= ENTRIES PROVIDED =
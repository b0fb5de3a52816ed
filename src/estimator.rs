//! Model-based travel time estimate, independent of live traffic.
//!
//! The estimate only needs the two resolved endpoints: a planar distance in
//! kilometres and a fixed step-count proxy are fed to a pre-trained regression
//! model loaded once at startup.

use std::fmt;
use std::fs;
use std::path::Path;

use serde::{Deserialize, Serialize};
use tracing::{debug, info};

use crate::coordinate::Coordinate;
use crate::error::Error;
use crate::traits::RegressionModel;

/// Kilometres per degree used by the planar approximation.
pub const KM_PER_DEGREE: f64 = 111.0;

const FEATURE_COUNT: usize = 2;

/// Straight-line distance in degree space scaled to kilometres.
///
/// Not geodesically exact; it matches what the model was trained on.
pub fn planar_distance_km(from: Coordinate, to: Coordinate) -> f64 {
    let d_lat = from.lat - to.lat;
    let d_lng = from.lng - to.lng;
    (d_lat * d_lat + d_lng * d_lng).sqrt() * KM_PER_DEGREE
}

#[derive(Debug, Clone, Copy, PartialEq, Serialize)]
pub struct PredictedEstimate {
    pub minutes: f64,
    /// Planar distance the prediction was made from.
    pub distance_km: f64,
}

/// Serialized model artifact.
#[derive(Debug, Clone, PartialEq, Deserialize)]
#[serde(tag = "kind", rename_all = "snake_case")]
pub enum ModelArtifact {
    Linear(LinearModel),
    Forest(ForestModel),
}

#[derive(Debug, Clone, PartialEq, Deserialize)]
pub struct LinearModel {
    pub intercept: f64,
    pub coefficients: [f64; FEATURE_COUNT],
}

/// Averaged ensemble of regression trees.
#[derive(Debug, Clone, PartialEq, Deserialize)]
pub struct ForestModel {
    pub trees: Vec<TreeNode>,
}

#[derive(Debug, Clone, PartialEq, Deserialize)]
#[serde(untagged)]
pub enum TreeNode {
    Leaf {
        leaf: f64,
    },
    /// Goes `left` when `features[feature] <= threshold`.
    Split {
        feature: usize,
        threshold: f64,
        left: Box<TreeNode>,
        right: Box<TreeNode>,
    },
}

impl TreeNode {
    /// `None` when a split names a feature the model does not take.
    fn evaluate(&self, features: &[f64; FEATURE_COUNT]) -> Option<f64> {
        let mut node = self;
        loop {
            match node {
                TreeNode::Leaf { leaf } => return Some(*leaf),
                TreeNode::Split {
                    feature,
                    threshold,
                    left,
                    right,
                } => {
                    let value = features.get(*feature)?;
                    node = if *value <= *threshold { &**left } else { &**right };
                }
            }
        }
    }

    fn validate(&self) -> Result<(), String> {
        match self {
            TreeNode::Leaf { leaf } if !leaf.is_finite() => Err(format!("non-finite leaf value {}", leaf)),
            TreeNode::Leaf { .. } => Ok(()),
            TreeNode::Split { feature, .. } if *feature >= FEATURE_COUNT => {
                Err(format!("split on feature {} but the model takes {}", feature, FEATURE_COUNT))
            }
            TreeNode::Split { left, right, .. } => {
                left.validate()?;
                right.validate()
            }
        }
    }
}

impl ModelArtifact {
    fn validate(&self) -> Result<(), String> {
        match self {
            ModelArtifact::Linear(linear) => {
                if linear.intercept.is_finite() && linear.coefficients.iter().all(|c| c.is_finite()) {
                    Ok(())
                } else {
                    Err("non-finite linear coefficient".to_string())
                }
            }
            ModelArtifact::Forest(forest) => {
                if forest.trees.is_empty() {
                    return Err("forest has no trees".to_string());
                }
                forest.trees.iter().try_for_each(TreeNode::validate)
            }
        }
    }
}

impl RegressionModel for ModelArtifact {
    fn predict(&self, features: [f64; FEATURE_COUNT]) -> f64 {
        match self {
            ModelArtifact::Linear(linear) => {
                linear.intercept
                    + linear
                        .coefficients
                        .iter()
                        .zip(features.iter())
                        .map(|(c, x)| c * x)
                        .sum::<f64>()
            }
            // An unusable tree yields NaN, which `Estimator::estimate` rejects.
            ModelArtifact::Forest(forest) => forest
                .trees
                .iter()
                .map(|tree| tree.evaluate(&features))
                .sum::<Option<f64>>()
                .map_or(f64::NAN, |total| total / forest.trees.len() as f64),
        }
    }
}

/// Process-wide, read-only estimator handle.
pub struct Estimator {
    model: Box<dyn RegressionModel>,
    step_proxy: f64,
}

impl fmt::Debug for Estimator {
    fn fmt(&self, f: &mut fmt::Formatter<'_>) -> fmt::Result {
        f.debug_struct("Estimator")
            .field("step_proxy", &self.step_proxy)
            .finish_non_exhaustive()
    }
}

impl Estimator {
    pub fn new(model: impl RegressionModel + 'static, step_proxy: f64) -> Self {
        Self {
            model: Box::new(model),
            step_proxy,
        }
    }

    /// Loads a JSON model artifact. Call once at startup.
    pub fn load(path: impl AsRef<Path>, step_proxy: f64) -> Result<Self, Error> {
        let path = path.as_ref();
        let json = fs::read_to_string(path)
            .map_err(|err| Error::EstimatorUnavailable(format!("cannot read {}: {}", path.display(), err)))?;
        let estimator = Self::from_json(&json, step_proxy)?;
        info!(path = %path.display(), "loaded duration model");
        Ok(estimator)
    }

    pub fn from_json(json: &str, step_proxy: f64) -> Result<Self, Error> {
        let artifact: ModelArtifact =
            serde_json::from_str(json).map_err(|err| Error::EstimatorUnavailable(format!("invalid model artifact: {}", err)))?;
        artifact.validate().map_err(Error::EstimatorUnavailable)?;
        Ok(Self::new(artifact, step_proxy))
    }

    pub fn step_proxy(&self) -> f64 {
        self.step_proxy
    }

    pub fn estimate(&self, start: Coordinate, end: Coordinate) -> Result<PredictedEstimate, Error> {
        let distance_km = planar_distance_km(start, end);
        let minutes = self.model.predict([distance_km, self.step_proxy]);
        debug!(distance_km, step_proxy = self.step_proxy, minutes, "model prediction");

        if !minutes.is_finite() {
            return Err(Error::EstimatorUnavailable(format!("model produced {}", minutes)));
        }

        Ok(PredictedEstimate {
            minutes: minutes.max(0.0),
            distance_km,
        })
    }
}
* * *
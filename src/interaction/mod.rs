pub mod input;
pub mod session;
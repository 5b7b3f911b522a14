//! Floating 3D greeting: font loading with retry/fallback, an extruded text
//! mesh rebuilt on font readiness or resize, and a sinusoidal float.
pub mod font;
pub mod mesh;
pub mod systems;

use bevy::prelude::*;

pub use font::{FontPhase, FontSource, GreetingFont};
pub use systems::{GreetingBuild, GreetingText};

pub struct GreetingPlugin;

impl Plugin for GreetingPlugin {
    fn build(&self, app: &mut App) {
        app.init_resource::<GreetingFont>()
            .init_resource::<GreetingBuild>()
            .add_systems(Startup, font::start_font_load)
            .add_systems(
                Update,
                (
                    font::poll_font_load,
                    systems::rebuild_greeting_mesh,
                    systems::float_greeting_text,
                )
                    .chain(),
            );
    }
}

= PROMPT =
Gather each line from the listing above that holds "return".

= TASK OUTPUT =
                TreeNode::Leaf { leaf } => return Some(*leaf),
                    return Err("forest has no trees".to_string());
            return Err(Error::EstimatorUnavailable(format!("model produced {}", minutes)));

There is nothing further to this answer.